The woman sounds very uptight, with tendencies for emotional over the top behaviour. This is not always serious mental health behaviour, but her uptight personality traits. I don't know why you would leave your partner because of his non actions regarding his Mother, you should just keep out of her way as much as possible. Your partner may keep quiet about things, as he is probably fed up with his Mothers ways, and knows that she goes off on her trolly when things don't suit her, but wont ever confront her loopy behaviour.
It’s frustrating whenever she comes around he leaves the room and pretends to be busy and leaves me with her. Then when she’s emotional he runs off as far as he can. I know he’s fed up of her behaviour and he tells me to ignore her but it’s hard at times not to take it to heart. I think because I’m such an outspoken person that i expect he should have this talk with her about her behaviour.
OP posts:
HappyMommy96 · 09/10/2021 22:47

@Cyw2018

The totally unreasonable emotional outbursts your MIL has sound very much like the way my mother treats me. No amount of talking or reasoning, over many years, has improved the situation and in the end the only way to deal with it was to go no contact.
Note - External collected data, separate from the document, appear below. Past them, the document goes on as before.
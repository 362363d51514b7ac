//! Runtime settings and their validation.
//!
//! Built once from configuration at start-up and passed by reference into
//! the backtester; nothing in the core reads ambient state.

use std::collections::HashMap;
use std::path::PathBuf;

use crate::domain::backtest::AssetType;
use crate::domain::error::HindsightError;
use crate::ports::config_port::ConfigPort;

pub const DEFAULT_CURRENCY: &str = "USD";

/// How DRIP reinvestment prices are chosen.
#[derive(Debug, Clone, Copy, PartialEq, Eq, Default)]
pub enum DripPricing {
    /// Every dividend is reinvested at the buy-date close.
    #[default]
    Constant,
    /// Each dividend is reinvested at the close on its ex-date.
    ExDate,
}

#[derive(Debug, Clone, PartialEq)]
pub struct Settings {
    pub data_dir: Option<PathBuf>,
    pub stock_currency: String,
    pub crypto_currency: String,
    /// Native currency per ticker, overriding the per-type default.
    pub ticker_currencies: HashMap<String, String>,
    pub drip_pricing: DripPricing,
}

impl Default for Settings {
    fn default() -> Self {
        Self {
            data_dir: None,
            stock_currency: DEFAULT_CURRENCY.to_string(),
            crypto_currency: DEFAULT_CURRENCY.to_string(),
            ticker_currencies: HashMap::new(),
            drip_pricing: DripPricing::Constant,
        }
    }
}

impl Settings {
    pub fn from_config(config: &dyn ConfigPort) -> Result<Self, HindsightError> {
        let data_dir = config
            .get_string("data", "dir")
            .filter(|s| !s.trim().is_empty())
            .map(PathBuf::from);

        let stock_currency = currency_setting(config, "pricing", "stock_currency")?;
        let crypto_currency = currency_setting(config, "pricing", "crypto_currency")?;

        let mut ticker_currencies = HashMap::new();
        for (ticker, code) in config.get_section("currencies") {
            let code = code.trim().to_string();
            if !is_currency_code(&code) {
                return Err(invalid(
                    "currencies",
                    &ticker,
                    "expected a three-letter uppercase currency code",
                ));
            }
            ticker_currencies.insert(ticker.trim().to_uppercase(), code);
        }

        let drip_pricing = match config
            .get_string("drip", "pricing")
            .map(|s| s.trim().to_lowercase())
            .as_deref()
        {
            None | Some("") | Some("constant") => DripPricing::Constant,
            Some("ex_date") => DripPricing::ExDate,
            Some(_) => {
                return Err(invalid(
                    "drip",
                    "pricing",
                    "must be 'constant' or 'ex_date'",
                ));
            }
        };

        Ok(Self {
            data_dir,
            stock_currency,
            crypto_currency,
            ticker_currencies,
            drip_pricing,
        })
    }

    /// Currency the asset is priced in by the price source.
    pub fn asset_currency(&self, ticker: &str, asset_type: AssetType) -> &str {
        if let Some(code) = self.ticker_currencies.get(&ticker.to_uppercase()) {
            return code;
        }
        match asset_type {
            AssetType::Stock => &self.stock_currency,
            AssetType::Crypto => &self.crypto_currency,
        }
    }
}

fn currency_setting(
    config: &dyn ConfigPort,
    section: &str,
    key: &str,
) -> Result<String, HindsightError> {
    match config.get_string(section, key) {
        None => Ok(DEFAULT_CURRENCY.to_string()),
        Some(value) => {
            let value = value.trim().to_string();
            if is_currency_code(&value) {
                Ok(value)
            } else {
                Err(invalid(
                    section,
                    key,
                    "expected a three-letter uppercase currency code",
                ))
            }
        }
    }
}

fn is_currency_code(value: &str) -> bool {
    value.len() == 3 && value.chars().all(|c| c.is_ascii_uppercase())
}

fn invalid(section: &str, key: &str, reason: &str) -> HindsightError {
    HindsightError::ConfigInvalid {
        section: section.to_string(),
        key: key.to_string(),
        reason: reason.to_string(),
    }
}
Your partner probably feels like he is between a rock and a hard place between supporting you and knowing that anything he says to his mother will be futile. Also he will likely have a bit of a fear response to his mothers outbursts if he has been subjected to these in childhood. So cut him a little slack. If you want to reduce your level of contract with MIL explain that to your partner and then you do that but leave him to make his own decisions about his relationship with her.

And finally try to learn to say a very firm "leave me alone" rather than swearing as it will be better for you in the long run.

I know me & my partner are fed up with her outbursts I mean that’s why most of her children don’t engage or keep in contact with her. I’ll be honest in my pissed off/angry state I never thought to think of him having a fear response from childhood, makes sense why he’s shy to speak up at all. It’s just exhausting to be the one that has to speak up to her all the time.

I would never want him to go no contact or put any pressure on him to not see his mum. Plus I want our kids to see her, it’s their grandma after all.